Vingt-deux heure
De nouveau un POV Hoseok, je vous le devais ;)
Qui s'en souvenais, juste par simple curiosité ?
***
Je cours, cours et cours encore. Le décor me paraît flou à l'extrémité de mon champ de vision, comme dans ces photos où l'on bouge l'appareil à l'ultime moment. Les couleurs se fondent les unes aux autres, les gens se retrouvent à l'état de tâches éparses et indistinctes. En un mot, insignifiant. J'entends leurs murmures, sens leurs yeux étonnés sur ma nuque et les oublie instantanément. Ce n'est pas ce qui m'importe. Les seules choses auxquelles j'accorde mon attention sont ces numéros, foutus numéros de voie qui ne sont jamais celui que je recherche. Voie numéro 12 est la seule chose qui reste ancré dans mon esprit. Ça et le sourire de Yoongi.
Un panneau lumineux annonce enfin le nombre que je désire si ardemment, et je ne perds pas un instant pour me précipiter sur l'escalator menant à l'étage supérieur. Mes jambes me tirent de partout, mes muscles me faisant part de leur mécontentement, respirer est devenu ardu et je ne parviens à compter le nombre de points de côté qui martèlent mon abdomen. Mais cette douleur est passagère, je ne me la rappellerai pas le lendemain alors que si le brun survient à disparaître, je m'en voudrai toute ma vie. C'est peut-être ma dernière chance, ou peut-être que non. Peut-être que les doutes de mon meilleur ami et de son compagnon sont fondés, peut-être que les intentions de Yoongi sont sincères. Mais dans le doute, je donne tout ce que j'ai. En revanche, ce qu'il me manque c'est du temps, alors je lui cours après.
Tout en gravissant deux par deux les marches amovibles qui m'entraînent toujours plus haut, je prends le risque de jeter un coup d'œil à l'immense horloge de la gare qui indique 22h03. Son train aurait dû partir il y a deux minutes exactement, pourtant l'espoir perdure. Quelques minutes de retard annoncées au dernier moment, un problème de contrôleurs, des adieux qui s'éternisent, tout est possible.
Je dérape sur le goudron et me rattrape in extremis à l'un des poteaux qui ponctuent les deux voies desservies ici. C'est avec un sursaut de joie que je remarque les wagons à ma droite, sur le départ pour Busan, desservant Daegu. Peu importe mon billet inexistant, je m'engouffre dans la première ouverture que j'aperçois sous le regard curieux du chef de gare annonçant le feu vert au conducteur.

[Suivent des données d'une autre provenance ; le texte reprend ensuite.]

//! HDF5 source import and exchange-layout output.
//!
//! [`read_source_tree`] imports group/dataset metadata (never sample data)
//! into a [`SourceTree`]. [`Hdf5LayoutWriter`] persists a composed layout
//! either as true virtual datasets or by copying every slab.

use crate::{Error, Result};
use hdf5::plist::dataset_create::Layout;
use hdf5::types::{
    FixedAscii, FixedUnicode, FloatSize, H5Type, IntSize, TypeDescriptor, VarLenAscii,
    VarLenUnicode,
};
use hdf5::{Dataset, File, Group, Hyperslab, Selection, SliceOrIndex};
use log::{debug, info};
use ndarray::{ArrayD, ArrayView1, IxDyn};
use rustomo_core::{
    ArrayNode, ElementType, LogicalArrayDescriptor, NodeId, SourceCatalog, SourceSlab,
    SourceStatus, SourceTree, TargetWriter, Value, VirtualSource,
};
use std::path::Path;
use std::str::FromStr;

const FORMAT_VERSION: &str = "0.1";
const DEFAULT_CHUNK_ROWS: usize = 64;

/// Options for importing an HDF5 file.
#[derive(Clone, Debug)]
pub struct ReadOptions {
    /// Maximum group nesting; deeper (or cyclic) hierarchies are rejected.
    pub max_depth: usize,
    /// Load values of single-element datasets (titles, parameters).
    pub load_values: bool,
}

impl Default for ReadOptions {
    fn default() -> Self {
        Self {
            max_depth: 64,
            load_values: true,
        }
    }
}

impl ReadOptions {
    #[must_use]
    pub fn new() -> Self {
        Self::default()
    }

    #[must_use]
    pub fn with_max_depth(mut self, depth: usize) -> Self {
        self.max_depth = depth;
        self
    }

    #[must_use]
    pub fn with_load_values(mut self, load: bool) -> Self {
        self.load_values = load;
        self
    }
}

/// Imports the hierarchy of an HDF5 file.
///
/// Members are visited in the order HDF5 lists them. Links that resolve to
/// neither a group nor a dataset (named datatypes, dangling links) are
/// ignored.
///
/// # Errors
/// Returns an error if the file cannot be opened, a member cannot be
/// inspected, or the nesting exceeds `options.max_depth`.
pub fn read_source_tree<P: AsRef<Path>>(path: P, options: &ReadOptions) -> Result<SourceTree> {
    let path = path.as_ref();
    let file = File::open(path)?;
    let mut tree = SourceTree::new(path);
    let mut stack: Vec<(Group, NodeId, usize)> = vec![(file.group("/")?, NodeId::ROOT, 0)];

    while let Some((group, node, depth)) = stack.pop() {
        if depth > options.max_depth {
            return Err(Error::InvalidFormat(format!(
                "{} nests deeper than {} groups",
                tree.path(node),
                options.max_depth
            )));
        }

        // Reversed push keeps member order on pop.
        let mut pending = Vec::new();
        for name in group.member_names()? {
            if let Ok(child) = group.group(&name) {
                let id = tree.add_group(node, &name)?;
                pending.push((child, id, depth + 1));
            } else if let Ok(dataset) = group.dataset(&name) {
                let array = read_array_node(&dataset, options)?;
                tree.add_array(node, &name, array)?;
            } else {
                debug!("ignoring {}/{name}: not a group or dataset", group.name());
            }
        }
        stack.extend(pending.into_iter().rev());
    }

    debug!("imported {} node(s) from {}", tree.len(), path.display());
    Ok(tree)
}

fn read_array_node(dataset: &Dataset, options: &ReadOptions) -> Result<ArrayNode> {
    let descriptor = dataset.dtype()?.to_descriptor()?;
    let mut array = ArrayNode::new(dataset.shape(), element_type(&descriptor));

    if options.load_values && dataset.size() == 1 {
        array.value = read_single_value(dataset, &descriptor)?;
    }

    let dcpl = dataset.dcpl()?;
    if matches!(dcpl.layout(), Layout::Virtual) {
        array.virtual_sources = dcpl
            .virtual_map()
            .into_iter()
            .map(|mapping| VirtualSource::new(mapping.src_filename, mapping.src_dataset))
            .collect();
    }
    Ok(array)
}

fn element_type(descriptor: &TypeDescriptor) -> ElementType {
    match descriptor {
        TypeDescriptor::Integer(size) => match size {
            IntSize::U1 => ElementType::Int8,
            IntSize::U2 => ElementType::Int16,
            IntSize::U4 => ElementType::Int32,
            IntSize::U8 => ElementType::Int64,
        },
        TypeDescriptor::Unsigned(size) => match size {
            IntSize::U1 => ElementType::UInt8,
            IntSize::U2 => ElementType::UInt16,
            IntSize::U4 => ElementType::UInt32,
            IntSize::U8 => ElementType::UInt64,
        },
        TypeDescriptor::Float(FloatSize::U4) => ElementType::Float32,
        TypeDescriptor::Float(FloatSize::U8) => ElementType::Float64,
        TypeDescriptor::Boolean => ElementType::Bool,
        TypeDescriptor::FixedAscii(_)
        | TypeDescriptor::FixedUnicode(_)
        | TypeDescriptor::VarLenAscii
        | TypeDescriptor::VarLenUnicode => ElementType::Text,
        _ => ElementType::Other,
    }
}

fn read_single_value(dataset: &Dataset, descriptor: &TypeDescriptor) -> Result<Option<Value>> {
    let value = match descriptor {
        TypeDescriptor::Integer(_) | TypeDescriptor::Unsigned(_) => {
            first(dataset.read_raw::<i64>()?).map(Value::Int)
        }
        TypeDescriptor::Float(_) => first(dataset.read_raw::<f64>()?).map(Value::Float),
        TypeDescriptor::Boolean => first(dataset.read_raw::<bool>()?).map(Value::Bool),
        TypeDescriptor::VarLenAscii => {
            first(dataset.read_raw::<VarLenAscii>()?).map(|s| Value::Text(s.to_string()))
        }
        TypeDescriptor::VarLenUnicode => {
            first(dataset.read_raw::<VarLenUnicode>()?).map(|s| Value::Text(s.to_string()))
        }
        TypeDescriptor::FixedAscii(len) => read_fixed_text(dataset, *len, false)?.map(Value::Text),
        TypeDescriptor::FixedUnicode(len) => read_fixed_text(dataset, *len, true)?.map(Value::Text),
        _ => None,
    };
    Ok(value)
}

/// Reads a fixed-length string into the smallest buffer class that holds it.
///
/// HDF5 only converts fixed-length strings to other fixed-length strings, so
/// the memory type is picked from the stored length.
fn read_fixed_text(dataset: &Dataset, len: usize, unicode: bool) -> Result<Option<String>> {
    match (len, unicode) {
        (0..=64, false) => fixed_ascii::<64>(dataset),
        (65..=1024, false) => fixed_ascii::<1024>(dataset),
        (1025..=16384, false) => fixed_ascii::<16384>(dataset),
        (0..=64, true) => fixed_unicode::<64>(dataset),
        (65..=1024, true) => fixed_unicode::<1024>(dataset),
        (1025..=16384, true) => fixed_unicode::<16384>(dataset),
        _ => {
            debug!("{}: {len}-byte string not loaded", dataset.name());
            Ok(None)
        }
    }
}

fn fixed_ascii<const N: usize>(dataset: &Dataset) -> Result<Option<String>> {
    let values = dataset.read_raw::<FixedAscii<N>>()?;
    Ok(first(values).map(|s| s.as_str().to_string()))
}

fn fixed_unicode<const N: usize>(dataset: &Dataset) -> Result<Option<String>> {
    let values = dataset.read_raw::<FixedUnicode<N>>()?;
    Ok(first(values).map(|s| s.as_str().to_string()))
}

fn first<T>(values: Vec<T>) -> Option<T> {
    values.into_iter().next()
}

/// Catalog that opens each physical file and reads the dataset shape.
#[derive(Debug, Clone, Copy, Default)]
pub struct Hdf5Catalog;

impl SourceCatalog for Hdf5Catalog {
    fn locate(&self, file: &Path, internal_path: &str) -> SourceStatus {
        if !file.is_file() {
            return SourceStatus::Missing;
        }
        match File::open(file).and_then(|f| f.dataset(internal_path)) {
            Ok(dataset) => SourceStatus::Present(Some(dataset.shape())),
            Err(err) => {
                debug!("lookup of {}::{internal_path} failed: {err}", file.display());
                SourceStatus::Missing
            }
        }
    }
}

/// How composed arrays are persisted.
#[derive(Clone, Copy, Debug, Default, PartialEq, Eq)]
pub enum WriteMode {
    /// Virtual datasets referencing the physical sources.
    #[default]
    Virtual,
    /// Contiguous datasets holding a copy of every slab.
    Materialize,
}

/// Runs `$body` with `$T` bound to the Rust type of an [`ElementType`].
macro_rules! with_element_type {
    ($dtype:expr, $T:ident => $body:expr) => {
        match $dtype {
            ElementType::Int8 => {
                type $T = i8;
                $body
            }
            ElementType::Int16 => {
                type $T = i16;
                $body
            }
            ElementType::Int32 => {
                type $T = i32;
                $body
            }
            ElementType::Int64 => {
                type $T = i64;
                $body
            }
            ElementType::UInt8 => {
                type $T = u8;
                $body
            }
            ElementType::UInt16 => {
                type $T = u16;
                $body
            }
            ElementType::UInt32 => {
                type $T = u32;
                $body
            }
            ElementType::UInt64 => {
                type $T = u64;
                $body
            }
            ElementType::Float32 => {
                type $T = f32;
                $body
            }
            ElementType::Float64 => {
                type $T = f64;
                $body
            }
            ElementType::Bool => {
                type $T = bool;
                $body
            }
            other @ (ElementType::Text | ElementType::Other) => Err(Error::InvalidFormat(
                format!("cannot compose arrays of element type {other:?}"),
            )),
        }
    };
}

/// Writes a target layout into a new HDF5 file.
pub struct Hdf5LayoutWriter {
    file: File,
    mode: WriteMode,
    chunk_rows: usize,
}

impl Hdf5LayoutWriter {
    /// Create (truncating) the output file.
    ///
    /// # Errors
    /// Returns an error if the file cannot be created.
    pub fn create<P: AsRef<Path>>(path: P, mode: WriteMode) -> Result<Self> {
        let file = File::create(path)?;
        set_attr_str_file(&file, "rustomo_format_version", FORMAT_VERSION)?;
        Ok(Self {
            file,
            mode,
            chunk_rows: DEFAULT_CHUNK_ROWS,
        })
    }

    /// Rows copied per read/write round trip in [`WriteMode::Materialize`].
    #[must_use]
    pub fn with_chunk_rows(mut self, rows: usize) -> Self {
        self.chunk_rows = rows.max(1);
        self
    }

    fn check_free(&self, key: &str) -> Result<()> {
        if self.file.link_exists(key) {
            return Err(Error::InvalidFormat(format!(
                "{key} already exists in output file"
            )));
        }
        Ok(())
    }
}

impl TargetWriter for Hdf5LayoutWriter {
    type Error = Error;

    fn create_group(&mut self, path: &str) -> Result<()> {
        if !self.file.link_exists(path) {
            self.file.create_group(path)?;
        }
        Ok(())
    }

    fn create_virtual_array(&mut self, descriptor: &LogicalArrayDescriptor) -> Result<()> {
        self.check_free(&descriptor.target_key)?;
        match self.mode {
            WriteMode::Virtual => {
                with_element_type!(descriptor.dtype, T => {
                    create_virtual::<T>(&self.file, descriptor)
                })?;
            }
            WriteMode::Materialize => {
                let chunk_rows = self.chunk_rows;
                with_element_type!(descriptor.dtype, T => {
                    materialize::<T>(&self.file, descriptor, chunk_rows)
                })?;
            }
        }
        info!(
            "wrote {} ({:?}, {} source(s))",
            descriptor.target_key,
            self.mode,
            descriptor.sources.len()
        );
        Ok(())
    }

    fn create_array(&mut self, key: &str, data: &[f64]) -> Result<()> {
        self.check_free(key)?;
        let dataset = self
            .file
            .new_dataset::<f64>()
            .shape((data.len(),))
            .create(key)?;
        if !data.is_empty() {
            dataset.write(ArrayView1::from(data))?;
        }
        set_dataset_units(&dataset, "degrees")?;
        Ok(())
    }
}

fn create_virtual<T: H5Type>(file: &File, descriptor: &LogicalArrayDescriptor) -> Result<()> {
    let trailing = descriptor.total_shape.len().saturating_sub(1);
    file.new_dataset::<T>()
        .shape(descriptor.total_shape.clone())
        .with_dcpl(|pl| {
            for slab in &descriptor.sources {
                pl.virtual_map(
                    slab.source.file_path.to_string_lossy(),
                    slab.source.internal_path.as_str(),
                    slab.source.shape.clone(),
                    Selection::All,
                    descriptor.total_shape.clone(),
                    row_selection(slab.start, slab.end, trailing),
                );
            }
            pl
        })
        .create(descriptor.target_key.as_str())?;
    Ok(())
}

fn materialize<T: H5Type>(
    file: &File,
    descriptor: &LogicalArrayDescriptor,
    chunk_rows: usize,
) -> Result<()> {
    let target = file
        .new_dataset::<T>()
        .shape(descriptor.total_shape.clone())
        .create(descriptor.target_key.as_str())?;
    for slab in &descriptor.sources {
        let source_file = File::open(&slab.source.file_path)?;
        let source = source_file.dataset(&slab.source.internal_path)?;
        debug!(
            "copying {} rows from {}",
            slab.rows(),
            slab.source.display_path()
        );
        copy_slab::<T>(&source, &target, slab, chunk_rows)?;
    }
    Ok(())
}

fn copy_slab<T: H5Type>(
    source: &Dataset,
    target: &Dataset,
    slab: &SourceSlab,
    chunk_rows: usize,
) -> Result<()> {
    let trailing = slab.source.shape.len().saturating_sub(1);
    let rows = slab.rows();
    let mut offset = 0;
    while offset < rows {
        let end = (offset + chunk_rows).min(rows);
        let block: ArrayD<T> =
            source.read_slice::<T, _, IxDyn>(row_selection(offset, end, trailing))?;
        target.write_slice(
            &block,
            row_selection(slab.start + offset, slab.start + end, trailing),
        )?;
        offset = end;
    }
    Ok(())
}

/// Rows `[start, end)` of the leading axis, all of the `trailing` axes.
fn row_selection(start: usize, end: usize, trailing: usize) -> Selection {
    let mut dims = Vec::with_capacity(trailing + 1);
    dims.push(SliceOrIndex::from(start..end));
    dims.extend((0..trailing).map(|_| SliceOrIndex::from(..)));
    Selection::from(Hyperslab::from(dims))
}

fn set_dataset_units(dataset: &Dataset, units: &str) -> Result<()> {
    let value = to_var_len_unicode(units)?;
    dataset
        .new_attr::<VarLenUnicode>()
        .create("units")?
        .write_scalar(&value)?;
    Ok(())
}

fn set_attr_str_file(file: &File, name: &str, value: &str) -> Result<()> {
    let value = to_var_len_unicode(value)?;
    file.new_attr::<VarLenUnicode>()
        .create(name)?
        .write_scalar(&value)?;
    Ok(())
}

fn to_var_len_unicode(value: &str) -> Result<VarLenUnicode> {
    VarLenUnicode::from_str(value)
        .map_err(|e| Error::InvalidFormat(format!("invalid utf-8 attribute: {e}")))
}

A peine à l'intérieur de l'engin, celui-ci se met en branle bruyamment et amorce son voyage sans se rendre compte que celui-ci déterminera mon futur. Je soupir de soulagement en m'affaissant contre la porte qui s'est fermée pratiquement sur ma main. Un sourire bienheureux s'étale sur mon visage. Je suis certain d'avoir pris la bonne décision désormais, même à la dernière seconde, sinon l'univers ne m'aurait pas permis d'embarquer dans le KTX*. Je ris, seul dans ce compartiment, me moquant de moi-même. Oui, moi, Hoseok, je viens de remercier l'univers pour avoir gardé ce transporteur à quai, et pire encore, j'y vois un signe du destin. Mon hilarité redouble. Jamais, jamais je n'aurais cru un jour ne serait-ce que penser à un machin pareil. Pour moi il n'y avait que la science, la logique, la connaissance. Pourtant, dans ma rencontre avec Yoongi, je ne peux m'empêcher d'y voir plus qu'un hasard. Quelle probabilité que mon regard s'accroche sur sa silhouette et non la traverser comme j'en avais l'habitude ? Quelle probabilité pour qu'il accepte de me parler avec ce qu'il portait avec lui ? Qu'il m'accorde un rencart ? Que Minhyun se pointe en ce jour précis ? C'est plus que ce qu'une combinaison de pourcentages aurait pu m'apporter. C'est quelque chose qui nous dépasse qui nous a mis sur la voie, soufflé les bonnes réponses. Et qui fait que maintenant, je suis à quelques mètres de lui.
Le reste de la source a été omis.